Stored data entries
····················
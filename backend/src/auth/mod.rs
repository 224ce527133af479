pub mod jwt;
pub mod session;

pub use jwt::JwtService;
pub use session::{Session, SessionError};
····················
__Task goal__
From the data above, copy each line exactly.

__Written answer__
filename backend/src/auth/mod.rs
repository 224ce527133af479
pub mod jwt;
pub mod session;

pub use jwt::JwtService;
pub use session::{Session, SessionError};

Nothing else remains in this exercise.